There was a time when someone like Max Rose would have been considered an ideal candidate for mayor. The question is whether even the catastrophic consequences of allowing the left to run the city into the ground is enough to make it possible for someone viewed as a centrist Democrat to have a chance.
And, in theory, there might be a path to victory for someone like him. After all, two terms of Mayor de Blasio’s incompetence should have Democrats turning to a centrist next year.
The left-wing belief in “bail reform” and contempt for the police has led to a rise in crime. And the sheer arbitrary insanity of the city and state’s pandemic policies has heightened economic misery and wrecked public education.

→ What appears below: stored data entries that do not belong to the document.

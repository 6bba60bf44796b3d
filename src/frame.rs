// Copyright 2022 Ryan Seipp
//
// Licensed under the Apache License, Version 2.0 (the "License");
// you may not use this file except in compliance with the License.
// You may obtain a copy of the License at
//
//     http://www.apache.org/licenses/LICENSE-2.0
//
// Unless required by applicable law or agreed to in writing, software
// distributed under the License is distributed on an "AS IS" BASIS,
// WITHOUT WARRANTIES OR CONDITIONS OF ANY KIND, either express or implied.
// See the License for the specific language governing permissions and
// limitations under the License.

//! Wire framing: the fixed message header, the delivery buffer handed to the
//! upper layer, and the incremental reader that assembles frames from a
//! nonblocking stream.

use std::io::{self, ErrorKind, Read};
use std::mem;

/// Size of the fixed wire header in bytes. The first four bytes carry the
/// total message length as a big-endian `u32`; the remaining bytes belong to
/// the upper RPC layer and are carried verbatim.
pub const HEADER_LEN: usize = 16;

/// Bytes reserved in front of every delivered frame so the upper layer can
/// stamp routing metadata without reallocating or copying the message.
pub const RESERVE_LEN: usize = 8;

/// Upper bound accepted for the declared message length. A header declaring
/// more than this is treated as a framing error and the connection is
/// dropped rather than allocating whatever the peer asked for.
pub const MAX_MSG_LEN: usize = 16 * 1024 * 1024;

/// A fully assembled message as delivered to the upper layer.
///
/// The backing buffer is laid out as `[reserve][header][body]`, contiguous,
/// so [`Frame::payload`] (header + body) can be written back out or handed
/// onward without a copy.
#[derive(Debug)]
pub struct Frame {
    buf: Vec<u8>,
}

impl Frame {
    /// Allocates a frame for `msg_len` total message bytes and copies the
    /// already-read header into place. `msg_len` has been validated by
    /// [`decode_msg_len`].
    pub(crate) fn new(header: [u8; HEADER_LEN], msg_len: usize) -> Self {
        let mut buf = vec![0u8; RESERVE_LEN + msg_len];
        buf[RESERVE_LEN..RESERVE_LEN + HEADER_LEN].copy_from_slice(&header);
        Self { buf }
    }

    /// Total message length: header plus body.
    pub fn len(&self) -> usize {
        self.buf.len() - RESERVE_LEN
    }

    /// Always false; a frame carries at least its header.
    pub fn is_empty(&self) -> bool {
        self.len() == 0
    }

    /// The full message as read off the wire: header followed by body.
    pub fn payload(&self) -> &[u8] {
        &self.buf[RESERVE_LEN..]
    }

    /// The verbatim wire header.
    pub fn header(&self) -> &[u8] {
        &self.buf[RESERVE_LEN..RESERVE_LEN + HEADER_LEN]
    }

    /// The message body (everything after the header).
    pub fn body(&self) -> &[u8] {
        &self.buf[RESERVE_LEN + HEADER_LEN..]
    }

    /// The reserved prelude in front of the message, writable by the upper
    /// layer.
    pub fn reserve_mut(&mut self) -> &mut [u8] {
        &mut self.buf[..RESERVE_LEN]
    }

    /// Consumes the frame, returning the backing buffer
    /// (`[reserve][header][body]`).
    pub fn into_bytes(self) -> Vec<u8> {
        self.buf
    }

    fn body_mut(&mut self) -> &mut [u8] {
        &mut self.buf[RESERVE_LEN + HEADER_LEN..]
    }
}

/// Decodes and bounds-checks the total message length from a wire header.
fn decode_msg_len(header: &[u8; HEADER_LEN]) -> io::Result<usize> {
    let mut raw = [0u8; 4];
    raw.copy_from_slice(&header[..4]);
    let msg_len = u32::from_be_bytes(raw) as usize;

    if msg_len < HEADER_LEN || msg_len > MAX_MSG_LEN {
        return Err(io::Error::new(
            ErrorKind::InvalidData,
            format!("declared message length {msg_len} outside {HEADER_LEN}..={MAX_MSG_LEN}"),
        ));
    }

    Ok(msg_len)
}

/// Outcome of pumping a [`FrameReader`].
#[derive(Debug)]
pub enum FrameRead {
    /// A full message was assembled.
    Complete(Frame),
    /// The stream has no more bytes for now; call again on the next
    /// readiness event. Partial progress is kept.
    Blocked,
    /// The peer closed the stream on a message boundary.
    Closed,
}

#[derive(Debug)]
enum State {
    Header { buf: [u8; HEADER_LEN], filled: usize },
    Body { frame: Frame, filled: usize },
}

/// Incremental frame assembler for one connection.
///
/// Messages are strictly sequential on the stream: one header, one body,
/// repeat, with no separator. The reader tolerates arbitrarily fragmented
/// input and reports end-of-stream inside a message as an error, since a
/// truncated frame can never be delivered.
#[derive(Debug)]
pub struct FrameReader {
    state: State,
}

impl FrameReader {
    /// Creates a reader positioned at a message boundary.
    pub fn new() -> Self {
        Self {
            state: State::Header {
                buf: [0; HEADER_LEN],
                filled: 0,
            },
        }
    }

    /// Pulls bytes from `reader` until a frame completes, the stream would
    /// block, or the stream ends.
    ///
    /// Returns `Err` for read failures, for a declared length out of bounds,
    /// and for end-of-stream in the middle of a message.
    pub fn read_frame(&mut self, reader: &mut impl Read) -> io::Result<FrameRead> {
        loop {
            match &mut self.state {
                State::Header { buf, filled } => {
                    while *filled < HEADER_LEN {
                        match reader.read(&mut buf[*filled..]) {
                            Ok(0) => {
                                return if *filled == 0 {
                                    Ok(FrameRead::Closed)
                                } else {
                                    Err(io::Error::new(
                                        ErrorKind::UnexpectedEof,
                                        "stream closed inside a frame header",
                                    ))
                                };
                            }
                            Ok(n) => *filled += n,
                            Err(ref e) if e.kind() == ErrorKind::WouldBlock => {
                                return Ok(FrameRead::Blocked)
                            }
                            Err(ref e) if e.kind() == ErrorKind::Interrupted => {}
                            Err(e) => return Err(e),
                        }
                    }

                    let msg_len = decode_msg_len(buf)?;
                    let frame = Frame::new(*buf, msg_len);
                    self.state = State::Body { frame, filled: 0 };
                }

                State::Body { frame, filled } => {
                    let body = frame.body_mut();
                    while *filled < body.len() {
                        match reader.read(&mut body[*filled..]) {
                            Ok(0) => {
                                return Err(io::Error::new(
                                    ErrorKind::UnexpectedEof,
                                    "stream closed inside a frame body",
                                ));
                            }
                            Ok(n) => *filled += n,
                            Err(ref e) if e.kind() == ErrorKind::WouldBlock => {
                                return Ok(FrameRead::Blocked)
                            }
                            Err(ref e) if e.kind() == ErrorKind::Interrupted => {}
                            Err(e) => return Err(e),
                        }
                    }

                    let state = mem::replace(
                        &mut self.state,
                        State::Header {
                            buf: [0; HEADER_LEN],
                            filled: 0,
                        },
                    );
                    match state {
                        State::Body { frame, .. } => return Ok(FrameRead::Complete(frame)),
                        State::Header { .. } => unreachable!(),
                    }
                }
            }
        }
    }
}

impl Default for FrameReader {
    fn default() -> Self {
        Self::new()
    }
}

Gotham has been left beaten and bleeding by leftist delusions and is in sore need of some sane government not dictated by the myths of critical race theory or the demands of Democratic Socialist ideologues.
Most of the leading Democratic contenders for mayor, like city Comptroller Scott Stringer or Brooklyn Borough President Eric Adams, are offering more of the same. Polls show an outlier like entrepreneur and former presidential candidate Andrew Yang may offer a less ideological alternative. But Rose offers the possibility of a throwback to an earlier era of New York politics.
Throughout much of the 20th century, the Democratic Party maintained its grip on power by nominating white ethnic New Yorkers from the outer boroughs who disdained liberal elites. Those candidates could count on support from the working-class voters who were the backbone of the party.
Ed Koch was the kind of Democrat who could appeal to those voters. And after the disastrous four years of the late David Dinkins’ mayoralty, first Rudy Giuliani and then Mike Bloomberg proved that not only could New York be pulled back from the abyss and thrive as never before, but that candidates not in thrall to the hard left could still win elections here even if they called themselves Republicans or independents.
Is Rose the man who could pick up where they left off?
A feisty yet wonkish intellectual and a decorated Army veteran, Rose was a brilliant choice for the Democrats to win a traditionally Republican House seat in 2018. During the last two years, Rose did his best to try to thread the needle of retaining support in a district that voted for Donald Trump while maintaining his standing as a blue-state Democrat. He did that by rightly blasting de Blasio as a terrible mayor and Rep. Alexandria Ocasio-Cortez’s “Green New Deal” as “socialist” while also voting to impeach the president. But in a normal political year, he was still too liberal for Staten Island and lost.
On the other hand, despite the city’s crying need for a centrist option in 2021, he might be too conservative to win a mayoral primary as crowded as the one that appears to be shaping up for next year.
The political landscape of New York has shifted to the left since the Koch era and even that of Giuliani and Bloomberg. The GOP once might have been able to take advantage of the Democrats’ swing to the far left, but it has all but disappeared outside of Staten Island.
Rose is a novice when it comes to city politics and administration. And though he supported Bloomberg’s presidential run, he also said (in an effort to re-establish his progressive credentials) that Dinkins was the greatest mayor during his lifetime and embraced some of the same destructive policies as some of his competitors.
New York needs a mayoral candidate who will fearlessly take on the left, embrace law enforcement and economic development and stop pretending that more cant about social justice will fix what’s wrong with the city.
Such a candidate might not win but someone has to stand up for the values of ordinary middle- and working-class New Yorkers. If Max Rose is at least willing to try, we can only wish him luck.
Jonathan S. Tobin is editor in chief of JNS.org.